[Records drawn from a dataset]
------

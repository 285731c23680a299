//! Asset store trait abstraction
//!
//! This module defines the AssetStore trait that abstracts the durable
//! key-value state behind the freshness cache, allowing for different
//! implementations (Redis, in-memory, etc.).
//!
//! Implementations only provide primitive operations plus a cursor-based
//! [`AssetStore::scan`]. The predicate scans and the atomic claim are built
//! on top of those primitives as provided methods.

use async_trait::async_trait;
use std::collections::HashSet;
use stockpile_core::{AssetId, AssetRecord};
use tracing::{debug, warn};

use crate::error::DbResult;

/// Upper bound on pages visited by a single scan pass.
///
/// A pass normally ends when the cursor wraps back to [`ScanCursor::START`];
/// the bound only matters when inserts keep extending the keyspace faster
/// than the pass can walk it.
pub const MAX_SCAN_PAGES: usize = 10_000;

/// Resumable position within a store's keyspace
#[derive(Debug, Clone, Copy, PartialEq, Eq, Hash, Default)]
pub struct ScanCursor(pub u64);

impl ScanCursor {
    /// Sentinel that both starts and ends a scan pass
    pub const START: ScanCursor = ScanCursor(0);

    /// Whether this cursor is the start/end sentinel
    pub fn is_start(&self) -> bool {
        self.0 == 0
    }
}

/// One batch of records returned by [`AssetStore::scan`]
#[derive(Debug, Clone, Default)]
pub struct ScanPage {
    /// Cursor to pass to the next call; [`ScanCursor::START`] ends the pass
    pub next: ScanCursor,

    /// Records found in this batch
    pub records: Vec<AssetRecord>,
}

impl ScanPage {
    /// Whether this page completes the pass
    pub fn is_last(&self) -> bool {
        self.next.is_start()
    }
}

/// Pool size counters
#[derive(Debug, Clone, Copy, PartialEq, Eq, Default)]
pub struct PoolStats {
    /// Total records in the store
    pub total: usize,

    /// Records that have not been handed out yet
    pub unconsumed: usize,
}

impl PoolStats {
    /// Records that have already been handed out
    pub fn consumed(&self) -> usize {
        self.total - self.unconsumed
    }
}

/// Store trait for asset persistence operations
///
/// Implementations must be thread-safe (Send + Sync) for use in async contexts.
/// `insert` and `try_claim` must be atomic with respect to concurrent callers.
#[async_trait]
pub trait AssetStore: Send + Sync {
    /// Check whether a record exists, regardless of its consumed state
    async fn exists(&self, id: &AssetId) -> DbResult<bool>;

    /// Insert a record as unconsumed if no record with its id exists
    ///
    /// # Returns
    /// * `Ok(true)` - The record was inserted
    /// * `Ok(false)` - A record with that id already existed and was left untouched
    /// * `Err(DbError)` - For store errors
    async fn insert(&self, record: AssetRecord) -> DbResult<bool>;

    /// Fetch a single record by id
    async fn get(&self, id: &AssetId) -> DbResult<Option<AssetRecord>>;

    /// Read one batch of records starting at `cursor`
    async fn scan(&self, cursor: ScanCursor) -> DbResult<ScanPage>;

    /// Mark a record consumed
    ///
    /// # Returns
    /// * `Ok(())` - The record is now consumed (idempotent)
    /// * `Err(DbError::NotFound)` - If no record with that id exists
    async fn mark_consumed(&self, id: &AssetId) -> DbResult<()>;

    /// Atomically transition a record from unconsumed to consumed
    ///
    /// # Returns
    /// * `Ok(true)` - This caller performed the transition
    /// * `Ok(false)` - The record is absent or was already consumed
    async fn try_claim(&self, id: &AssetId) -> DbResult<bool>;

    /// Find any one unconsumed record without claiming it
    async fn scan_unconsumed(&self) -> DbResult<Option<AssetRecord>> {
        let mut cursor = ScanCursor::START;

        for _ in 0..MAX_SCAN_PAGES {
            let page = self.scan(cursor).await?;
            let last = page.is_last();

            if let Some(record) = page.records.into_iter().find(AssetRecord::is_fresh) {
                return Ok(Some(record));
            }

            if last {
                return Ok(None);
            }
            cursor = page.next;
        }

        warn!("Scan pass hit the page limit ({}) without wrapping", MAX_SCAN_PAGES);
        Ok(None)
    }

    /// Find an unconsumed record and claim it in one step
    ///
    /// Candidates that another caller claims first are skipped, so two
    /// concurrent callers never receive the same record.
    async fn claim_unconsumed(&self) -> DbResult<Option<AssetRecord>> {
        let mut cursor = ScanCursor::START;

        for _ in 0..MAX_SCAN_PAGES {
            let page = self.scan(cursor).await?;
            let last = page.is_last();

            for mut record in page.records.into_iter().filter(AssetRecord::is_fresh) {
                if self.try_claim(&record.id).await? {
                    debug!(asset_id = %record.id, "Claimed asset");
                    record.consumed = true;
                    return Ok(Some(record));
                }
                debug!(asset_id = %record.id, "Lost claim race, continuing scan");
            }

            if last {
                return Ok(None);
            }
            cursor = page.next;
        }

        warn!("Claim scan hit the page limit ({}) without wrapping", MAX_SCAN_PAGES);
        Ok(None)
    }

    /// Count total and unconsumed records with a full scan pass
    ///
    /// A scan may return the same record more than once; each id is counted once.
    async fn stats(&self) -> DbResult<PoolStats> {
        let mut stats = PoolStats::default();
        let mut seen = HashSet::new();
        let mut cursor = ScanCursor::START;

        for _ in 0..MAX_SCAN_PAGES {
            let page = self.scan(cursor).await?;
            for record in &page.records {
                if !seen.insert(record.id.clone()) {
                    continue;
                }
                stats.total += 1;
                if record.is_fresh() {
                    stats.unconsumed += 1;
                }
            }

            if page.is_last() {
                break;
            }
            cursor = page.next;
        }

        Ok(stats)
    }
}
fn try_decode(buf: &mut BytesMut) -> std::io::Result<Option<ResultEvent>> {
    if buf.is_empty() {
        return Ok(None);
    }
    let mut peek = &buf[..];
    let len = match prost::decode_length_delimiter(&mut peek) {
        Ok(len) => len,
        // A varint needs at most 10 bytes; fewer means the prefix itself
        // is still incomplete.
        Err(_) if buf.len() < 10 => return Ok(None),
        Err(e) => {
            return Err(std::io::Error::new(std::io::ErrorKind::InvalidData, e));
        }
    };
    let header = buf.len() - peek.len();
    if buf.len() < header + len {
        return Ok(None);
    }
    buf.advance(header);
    let frame = buf.split_to(len).freeze();
    let event = ResultEvent::decode(frame)
        .map_err(|e| std::io::Error::new(std::io::ErrorKind::InvalidData, e))?;
    Ok(Some(event))
}

/// Listener that serializes every callback onto a byte sink.
///
/// This is the worker-side half of delegation: install it as the only
/// listener of the delegated invocation and the parent process receives
/// the full event stream.
pub struct StreamingListener<W> {
    writer: EventStreamWriter<W>,
}

impl<W: AsyncWrite + Unpin + Send> StreamingListener<W> {
    pub fn new(inner: W) -> Self {
        Self {
            writer: EventStreamWriter::new(inner),
        }
    }

    async fn emit(&mut self, event: ResultEvent) {
        if let Err(e) = self.writer.send(&event).await {
            tracing::error!("failed to stream result event: {e}");
        }
    }
}
#[cfg(test)]
mod tests {
    use super::*;
    use crate::device::StubDevice;

    fn context_with_device() -> InvocationContext {
        let context = InvocationContext::new("cts-verifier");
        context.add_device("device1", Arc::new(StubDevice::new("SER1")));
        context
    }

    #[test]
    fn add_attribute_after_lock_fails() {
        let context = context_with_device();
        context.add_attribute("branch", "main").unwrap();
        context.lock();
        assert!(context.add_attribute("late", "nope").is_err());
        // Values added before lock stay visible.
        assert_eq!(context.attributes("branch"), vec!["main"]);
    }

    #[test]
    fn unlock_for_delegation_reopens_store() {
        let context = context_with_device();
        context.lock();
        context.unlock_for_delegation();
        context.add_attribute("restored", "yes").unwrap();
        assert_eq!(context.attributes("restored"), vec!["yes"]);
    }

    #[test]
    fn duplicate_attribute_keys_are_legal() {
        let context = context_with_device();
        context.add_attribute("owner", "alice").unwrap();
        context.add_attribute("owner", "bob").unwrap();
        assert_eq!(context.attributes("owner"), vec!["alice", "bob"]);
    }

    #[test]
    fn build_info_order_does_not_matter() {
        let build = BuildInfo::new("1", "flavor", "main");

        let before = InvocationContext::new("t");
        before.add_build_info("device1", build.clone());
        before.add_device("device1", Arc::new(StubDevice::new("A")));
        assert_eq!(before.build_info("device1"), Some(build.clone()));

        let after = InvocationContext::new("t");
        after.add_device("device1", Arc::new(StubDevice::new("A")));
        after.add_build_info("device1", build.clone());
        assert_eq!(after.build_info("device1"), Some(build));
    }

    #[test]
    fn module_context_nests_at_most_once() {
        let context = context_with_device();
        context
            .set_module_context(ModuleContext {
                module_name: "CtsAudioTestCases".into(),
                abi: Some("arm64-v8a".into()),
            })
            .unwrap();
        assert!(context
            .set_module_context(ModuleContext {
                module_name: "again".into(),
                abi: None,
            })
            .is_err());
    }

    #[test]
    fn shard_record_is_write_once() {
        let context = context_with_device();
        context.record_shard(2, vec!["SER1".into()]);
        context.record_shard(2, vec!["SER9".into()]);
        assert_eq!(context.shard_record(2), Some(vec!["SER1".into()]));
    }

    #[test]
    fn wire_record_round_trip_preserves_everything() {
        let context = context_with_device();
        context.add_build_info("device1", BuildInfo::new("42", "flavor", "release"));
        context.add_attribute("owner", "alice").unwrap();
        context.add_attribute("owner", "bob").unwrap();
        context
            .set_module_context(ModuleContext {
                module_name: "CtsMidiTestCases".into(),
                abi: None,
            })
            .unwrap();
        context.record_shard(0, vec!["SER1".into()]);

        let record = context.to_wire_record();
        assert_eq!(record.test_tag, "cts-verifier");
        assert_eq!(record.invocation_id, context.invocation_id());
        assert_eq!(record.devices[0].build.as_ref().unwrap().build_id, "42");

        // Round-trip through JSON like the delegated worker does.
        let json = serde_json::to_string(&record).unwrap();
        let decoded: ContextWireRecord = serde_json::from_str(&json).unwrap();
        assert_eq!(decoded, record);
    }

    #[test]
    fn delegate_record_merges_into_a_locked_context() {
        let parent = context_with_device();
        parent.add_attribute("owner", "alice").unwrap();
        parent.lock();

        let worker = InvocationContext::new("cts-verifier");
        worker.add_device("device1", Arc::new(StubDevice::new("SER1")));
        worker.add_build_info("device1", BuildInfo::new("42", "flavor", "release"));
        worker.add_attribute("owner", "alice").unwrap();
        worker.add_attribute("worker_host", "vm-7").unwrap();

        parent.restore_from_delegate(&worker.to_wire_record());

        // Worker additions came back, pre-existing values did not double.
        assert_eq!(parent.attributes("worker_host"), vec!["vm-7"]);
        assert_eq!(parent.attributes("owner"), vec!["alice"]);
        assert_eq!(parent.build_info("device1").unwrap().build_id, "42");
        // The store stays frozen for everyone else.
        assert!(parent.is_locked());
        assert!(parent.add_attribute("late", "nope").is_err());
    }

    #[test]
    fn retry_time_metric_accumulates() {
        let context = context_with_device();
        context.accumulate_time_metric(keys::RETRY_TIME_MS, Duration::from_millis(120));
        context.accumulate_time_metric(keys::RETRY_TIME_MS, Duration::from_millis(80));
        assert_eq!(context.metrics()[keys::RETRY_TIME_MS], "200");
    }
}
//! Configuration schema definitions for convoy.
//!
//! Two layers live here:
//!
//! - the TOML-facing structs ([`ConfigFile`] and friends), deserialized with
//!   serde from a `convoy.toml`,
//! - the runtime [`Configuration`]: the already-parsed object graph the
//!   invocation engine consumes (build provider, preparers, tests, command
//!   options). The object graph is read-only for the duration of a run.
//!
//! # TOML Structure
//!
//! ```toml
//! [invocation]
//! test_tag = "cts-verifier"
//! shard_count = 4
//! replicate_setup = true
//!
//! [retry]
//! strategy = "retry_until_pass"
//! max_attempts = 3
//!
//! [delegation]
//! mode = "subprocess"
//!
//! [report]
//! junit = true
//! output_dir = "invocation-results"
//!
//! [[tests]]
//! name = "smoke"
//! cases = { boot = "true", network = "ping -c1 localhost" }
//! ```

use std::collections::HashMap;
use std::path::PathBuf;
use std::sync::Arc;
use std::time::Duration;

use serde::{Deserialize, Serialize};

use crate::build::{BuildInfo, BuildProvider};
use crate::prep::{MultiTargetPreparer, TargetPreparer};
use crate::testtype::RemoteTest;

/// How the test phases of an invocation are executed.
#[derive(Debug, Clone, Copy, PartialEq, Eq, Default, Serialize, Deserialize)]
#[serde(rename_all = "snake_case")]
pub enum RunMode {
    /// Everything runs in this process.
    #[default]
    Regular,
    /// Spawn a child process of the same program and stream its results back.
    Subprocess,
    /// Push the work to a remote VM over a remote-shell transport.
    Remote,
}

/// Options that steer one invocation, independent of the test content.
#[derive(Debug, Clone)]
pub struct CommandOptions {
    pub shard_count: Option<usize>,
    pub shard_index: Option<usize>,
    /// Run per-device setup in parallel, one worker per device.
    pub replicate_setup: bool,
    /// Hard deadline for the whole invocation, delegated runs included.
    pub invocation_timeout: Option<Duration>,
    pub bugreport_on_failure: bool,
    /// Cap for a single best-effort bugreport capture.
    pub bugreport_timeout: Duration,
    pub run_mode: RunMode,
    pub test_tag_suffix: Option<String>,
}

impl Default for CommandOptions {
    fn default() -> Self {
        Self {
            shard_count: None,
            shard_index: None,
            replicate_setup: false,
            invocation_timeout: None,
            bugreport_on_failure: false,
            bugreport_timeout: Duration::from_secs(300),
            run_mode: RunMode::Regular,
            test_tag_suffix: None,
        }
    }
}

/// Per-device slice of the object graph: logical name plus the ordered
/// preparers scoped to that device.
#[derive(Clone)]
pub struct DeviceSetup {
    pub name: String,
    pub preparers: Vec<Arc<dyn TargetPreparer>>,
}

impl DeviceSetup {
    pub fn new(name: impl Into<String>) -> Self {
        Self {
            name: name.into(),
            preparers: Vec::new(),
        }
    }

    pub fn with_preparer(mut self, preparer: Arc<dyn TargetPreparer>) -> Self {
        self.preparers.push(preparer);
        self
    }
}

/// The already-parsed object graph for one invocation.
pub struct Configuration {
    pub test_tag: String,
    pub command_line: Option<String>,
    /// Raw TOML this configuration was loaded from, carried so delegation
    /// can forward an allow-listed subset to the worker.
    pub source: Option<String>,
    pub options: CommandOptions,
    pub build_provider: Arc<dyn BuildProvider>,
    pub device_setups: Vec<DeviceSetup>,
    pub multi_preparers: Vec<Arc<dyn MultiTargetPreparer>>,
    pub tests: Vec<Box<dyn RemoteTest>>,
    /// Configurations declared non-shardable always run as a single shard.
    pub shardable: bool,
    /// Set on configurations produced by a parent split; their test list
    /// is already exactly one shard's slice and must not be trimmed again.
    pub sharded: bool,
    /// Build fetched by a parent invocation. Shard children carry it so
    /// they neither re-fetch nor clean up the shared build.
    pub prefetched_build: Option<BuildInfo>,
    pub retry: RetryOptions,
    pub delegation: DelegationOptions,
}

impl Configuration {
    pub fn new(test_tag: impl Into<String>, build_provider: Arc<dyn BuildProvider>) -> Self {
        Self {
            test_tag: test_tag.into(),
            command_line: None,
            source: None,
            options: CommandOptions::default(),
            build_provider,
            device_setups: Vec::new(),
            multi_preparers: Vec::new(),
            tests: Vec::new(),
            shardable: true,
            sharded: false,
            prefetched_build: None,
            retry: RetryOptions::default(),
            delegation: DelegationOptions::default(),
        }
    }

    /// Shallow copy sharing providers and preparers but carrying no tests.
    /// Sharding moves slices of the test list into these copies.
    pub fn clone_without_tests(&self) -> Self {
        Self {
            test_tag: self.test_tag.clone(),
            command_line: self.command_line.clone(),
            source: self.source.clone(),
            options: self.options.clone(),
            build_provider: Arc::clone(&self.build_provider),
            device_setups: self.device_setups.clone(),
            multi_preparers: self.multi_preparers.clone(),
            tests: Vec::new(),
            shardable: self.shardable,
            sharded: self.sharded,
            prefetched_build: self.prefetched_build.clone(),
            retry: self.retry.clone(),
            delegation: self.delegation.clone(),
        }
    }
}

/// Retry policy selection.
#[derive(Debug, Clone, Serialize, Deserialize)]
pub struct RetryOptions {
    #[serde(default)]
    pub strategy: RetryStrategyKind,
    #[serde(default = "default_max_attempts")]
    pub max_attempts: usize,
}

impl Default for RetryOptions {
    fn default() -> Self {
        Self {
            strategy: RetryStrategyKind::NoRetry,
            max_attempts: default_max_attempts(),
        }
    }
}

fn default_max_attempts() -> usize {
    1
}

#[derive(Debug, Clone, Copy, PartialEq, Eq, Default, Serialize, Deserialize)]
#[serde(rename_all = "snake_case")]
pub enum RetryStrategyKind {
    #[default]
    NoRetry,
    RetryUntilPass,
}

/// Settings for delegated execution, both variants.
#[derive(Debug, Clone, Serialize, Deserialize, Default)]
pub struct DelegationOptions {
    #[serde(default)]
    pub mode: RunMode,
    #[serde(default)]
    pub subprocess: SubprocessOptions,
    #[serde(default)]
    pub remote: RemoteOptions,
}

#[derive(Debug, Clone, Serialize, Deserialize)]
pub struct SubprocessOptions {
    /// Binary to spawn; defaults to the current executable.
    pub binary: Option<PathBuf>,
    #[serde(default = "default_subprocess_timeout_secs")]
    pub timeout_secs: u64,
    /// Config sections forwarded to the child. Everything else is withheld
    /// so host-side state does not leak into the worker.
    #[serde(default = "default_config_allowlist")]
    pub config_allowlist: Vec<String>,
}

impl Default for SubprocessOptions {
    fn default() -> Self {
        Self {
            binary: None,
            timeout_secs: default_subprocess_timeout_secs(),
            config_allowlist: default_config_allowlist(),
        }
    }
}

fn default_subprocess_timeout_secs() -> u64 {
    3600
}

fn default_config_allowlist() -> Vec<String> {
    ["invocation", "retry", "tests"]
        .iter()
        .map(|s| s.to_string())
        .collect()
}

#[derive(Debug, Clone, Serialize, Deserialize)]
pub struct RemoteOptions {
    pub host: Option<String>,
    #[serde(default = "default_remote_user")]
    pub user: String,
    pub key_path: Option<PathBuf>,
    #[serde(default = "default_remote_dir")]
    pub remote_dir: String,
    #[serde(default = "default_push_retries")]
    pub push_retries: usize,
    #[serde(default = "default_poll_interval_secs")]
    pub poll_interval_secs: u64,
    #[serde(default = "default_max_connection_failures")]
    pub max_connection_failures: usize,
    /// Pull numbered result files as they appear rather than one final file.
    #[serde(default)]
    pub incremental_results: bool,
}

impl Default for RemoteOptions {
    fn default() -> Self {
        Self {
            host: None,
            user: default_remote_user(),
            key_path: None,
            remote_dir: default_remote_dir(),
            push_retries: default_push_retries(),
            poll_interval_secs: default_poll_interval_secs(),
            max_connection_failures: default_max_connection_failures(),
            incremental_results: false,
        }
    }
}

fn default_remote_user() -> String {
    "vsoc-01".to_string()
}

fn default_remote_dir() -> String {
    "/home/vsoc-01/convoy".to_string()
}

fn default_push_retries() -> usize {
    3
}

fn default_poll_interval_secs() -> u64 {
    30
}

fn default_max_connection_failures() -> usize {
    10
}

/// Root of the TOML configuration file.
#[derive(Debug, Clone, Serialize, Deserialize)]
pub struct ConfigFile {
    pub invocation: InvocationSection,
    #[serde(default)]
    pub retry: RetryOptions,
    #[serde(default)]
    pub delegation: DelegationOptions,
    #[serde(default)]
    pub report: ReportSection,
    #[serde(default)]
    pub tests: Vec<TestSection>,
}

#[derive(Debug, Clone, Serialize, Deserialize)]
pub struct InvocationSection {
    pub test_tag: String,
    pub test_tag_suffix: Option<String>,
    pub shard_count: Option<usize>,
    pub shard_index: Option<usize>,
    #[serde(default)]
    pub replicate_setup: bool,
    pub invocation_timeout_secs: Option<u64>,
    #[serde(default)]
    pub bugreport_on_failure: bool,
    #[serde(default = "default_bugreport_timeout_secs")]
    pub bugreport_timeout_secs: u64,
    #[serde(default = "default_true")]
    pub shardable: bool,
}

fn default_bugreport_timeout_secs() -> u64 {
    300
}

fn default_true() -> bool {
    true
}

impl InvocationSection {
    pub fn to_command_options(&self, run_mode: RunMode) -> CommandOptions {
        CommandOptions {
            shard_count: self.shard_count,
            shard_index: self.shard_index,
            replicate_setup: self.replicate_setup,
            invocation_timeout: self.invocation_timeout_secs.map(Duration::from_secs),
            bugreport_on_failure: self.bugreport_on_failure,
            bugreport_timeout: Duration::from_secs(self.bugreport_timeout_secs),
            run_mode,
            test_tag_suffix: self.test_tag_suffix.clone(),
        }
    }
}

/// One declared test: a named run of host shell commands, one per case.
#[derive(Debug, Clone, Serialize, Deserialize)]
pub struct TestSection {
    pub name: String,
    /// case name -> command line executed for it.
    pub cases: HashMap<String, String>,
    #[serde(default = "default_true")]
    pub filterable: bool,
}

#[derive(Debug, Clone, Serialize, Deserialize)]
pub struct ReportSection {
    #[serde(default = "default_output_dir")]
    pub output_dir: PathBuf,
    #[serde(default = "default_true")]
    pub junit: bool,
    #[serde(default = "default_junit_file")]
    pub junit_file: String,
}

impl Default for ReportSection {
    fn default() -> Self {
        Self {
            output_dir: default_output_dir(),
            junit: true,
            junit_file: default_junit_file(),
        }
    }
}

fn default_output_dir() -> PathBuf {
    PathBuf::from("invocation-results")
}

fn default_junit_file() -> String {
    "junit.xml".to_string()
}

------

*Task requirements*. Can you repeat, word for word, every line above from the one containing "pub struct PoolStats" down to the one containing "already been handed out", including both?

*Written response*.
pub struct PoolStats {
    /// Total records in the store
    pub total: usize,

    /// Records that have not been handed out yet
    pub unconsumed: usize,
}

impl PoolStats {
    /// Records that have already been handed out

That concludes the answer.